I had my long-awaited appointment with the orthopedic consultant today. I first hurt my knee in January and spent a few months doing physiotherapy before my physiotherapist told me there was nothing more he could do, and the problems that remained would have to be checked out by a specialist. He said I’d likely need a scan, and that it was possible I’d need knee surgery after that. So, that process started, and I was given an appointment for today (approx. 14 weeks after being referred).
Both my physiotherapist and the consultant today agree that the ligament in my knee has healed well. That’s great. What neither of them can tell me, is why I still can’t extend my leg fully, pull it back completely, or sit for prolonged periods without it getting stiff. They say my knee should be fine for sports, but I know that it’s weak around the area that I hurt it. My physiotherapist suggested there may be cartilage damage, but the consultant today thought it unlikely. In fact, he suggested that I go away and wait for it to get better by itself. When I pointed out that it hadn’t improved one bit over the last few months, he said I could go for an MRI scan to get it checked out. Fine, I thought. Until I discovered there’s a 16 week wait for one of those. And then two weeks after that I go back to the consultant and then, maybe, they do something about it after another long wait.
Now, I know the NHS is under pressure, and I know things were probably worse a few years ago, but it really does look like I’m going to still be feeling the affects of this injury more than a year after it happened. This was meant to be a trivial, everyday kind of injury.
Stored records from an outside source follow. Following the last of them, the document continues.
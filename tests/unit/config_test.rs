//! Tests for site configuration

use std::fs;

use quire::config::{ConfigError, ContentConfig, SiteConfig};
use tempfile::TempDir;

// =============================================================================
// LOADING
// =============================================================================

#[test]
fn test_missing_file_yields_defaults() {
    let temp = TempDir::new().unwrap();
    let config = SiteConfig::load(temp.path()).unwrap();
    assert_eq!(config, SiteConfig::default());
    assert_eq!(config.content.posts_dir, "_posts");
    assert_eq!(config.content.drafts_dir, "_drafts");
    assert!(config.content.include_drafts);
}

#[test]
fn test_load_custom_directories() {
    let temp = TempDir::new().unwrap();
    fs::write(
        temp.path().join("quire.toml"),
        r#"
[content]
posts_dir = "content/posts"
drafts_dir = "content/drafts"
extensions = ["md"]
include_drafts = false
"#,
    )
    .unwrap();

    let config = SiteConfig::load(temp.path()).unwrap();
    assert_eq!(
        config.content,
        ContentConfig {
            posts_dir: "content/posts".to_string(),
            drafts_dir: "content/drafts".to_string(),
            extensions: vec!["md".to_string()],
            include_drafts: false,
        }
    );
}

#[test]
fn test_empty_file_yields_defaults() {
    let temp = TempDir::new().unwrap();
    fs::write(temp.path().join("quire.toml"), "# nothing configured\n").unwrap();
    assert_eq!(SiteConfig::load(temp.path()).unwrap(), SiteConfig::default());
}

#[test]
fn test_malformed_file_is_a_parse_error() {
    let temp = TempDir::new().unwrap();
    fs::write(temp.path().join("quire.toml"), "[content]\ninclude_drafts = \"maybe\"\n").unwrap();

    let err = SiteConfig::load(temp.path()).unwrap_err();
    assert!(matches!(err, ConfigError::Parse { .. }));
    assert!(err.to_string().contains("quire.toml"));
}

#[test]
fn test_config_round_trips_through_toml() {
    let config = SiteConfig::default();
    let text = toml::to_string_pretty(&config).unwrap();
    assert!(text.contains("posts_dir"));
    let back: SiteConfig = toml::from_str(&text).unwrap();
    assert_eq!(back, config);
}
So, I want to whine. Why, for example, was I not sent for an MRI scan at the same time as being given the long wait for the consultant? The consultant told me nothing more than my physiotherapist, and my physiotherapist knew I would need a scan.
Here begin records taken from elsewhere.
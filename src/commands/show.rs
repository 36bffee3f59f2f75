//! Show command - a single document in full

use std::path::Path;

use quire::output::{DocumentDetail, OutputMode};

use super::load_site;

/// Show metadata, excerpt and code samples of one document
pub fn show(root: &Path, path: &str, mode: OutputMode) -> anyhow::Result<()> {
    let repo = load_site(root)?;

    let Some(doc) = repo.get(path) else {
        anyhow::bail!("Document not found: {path}");
    };

    DocumentDetail::from(doc).render(mode);
    Ok(())
}
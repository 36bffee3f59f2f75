//! quire - A front-matter content repository for Jekyll-style blog sites
//!
//! This library models the posts and drafts of a static blog: it reads
//! documents with YAML front matter, validates their metadata and answers
//! read-only queries by status, tag, category and date.
//!
//! ```
//! use quire::core::models::{FrontMatter, RawRecord, Status};
//! use quire::core::services::ContentRepository;
//!
//! let post = RawRecord::new(
//!     "/posts/slick-tx",
//!     FrontMatter {
//!         date: Some("2014-08-26".to_string()),
//!         tags: Some(vec!["scala", "transactions"].into()),
//!         ..FrontMatter::default()
//!     },
//!     "A transaction abstraction for Slick.",
//! );
//! let report = ContentRepository::load(vec![post]);
//! assert!(report.is_clean());
//! assert_eq!(report.repository.by_status(Status::Published).count(), 1);
//! assert_eq!(report.repository.by_tag("scala").count(), 1);
//! ```

// Deny all clippy warnings in this crate
#![deny(
    clippy::all,
    clippy::pedantic,
    clippy::nursery,
    missing_docs,
    missing_debug_implementations,
    missing_copy_implementations,
    trivial_casts,
    trivial_numeric_casts,
    unsafe_code,
    unused_import_braces,
    unused_qualifications
)]
// Allow some pedantic lints that are too noisy or not applicable
#![allow(
    clippy::module_name_repetitions,
    clippy::missing_errors_doc,
    clippy::cargo_common_metadata
)]

/// Library version
pub const VERSION: &str = env!("CARGO_PKG_VERSION");

pub mod adapters;
pub mod config;
pub mod core;
pub mod output;
pub mod paths;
Yes, in the greater scheme of things, I’m darn lucky and I know that. But here and now, I want my knee back! Anyway, I’m checking out private alternatives, which raises all sorts of ethical, not to mention financial, dilemmas. I don’t want to drain NHS resources, either by taking up time when there’s nothing they can do, or encouraging the private sector which favours those who can pay, rather than those in need. But I also don’t want to end up with a sustained knee injury that affects my lifestyle and my health for years to come. Selfish? Maybe.
People have also suggested I check out alternative therapies. I’m not sure about that, but if it comes to it, I’ll let you know.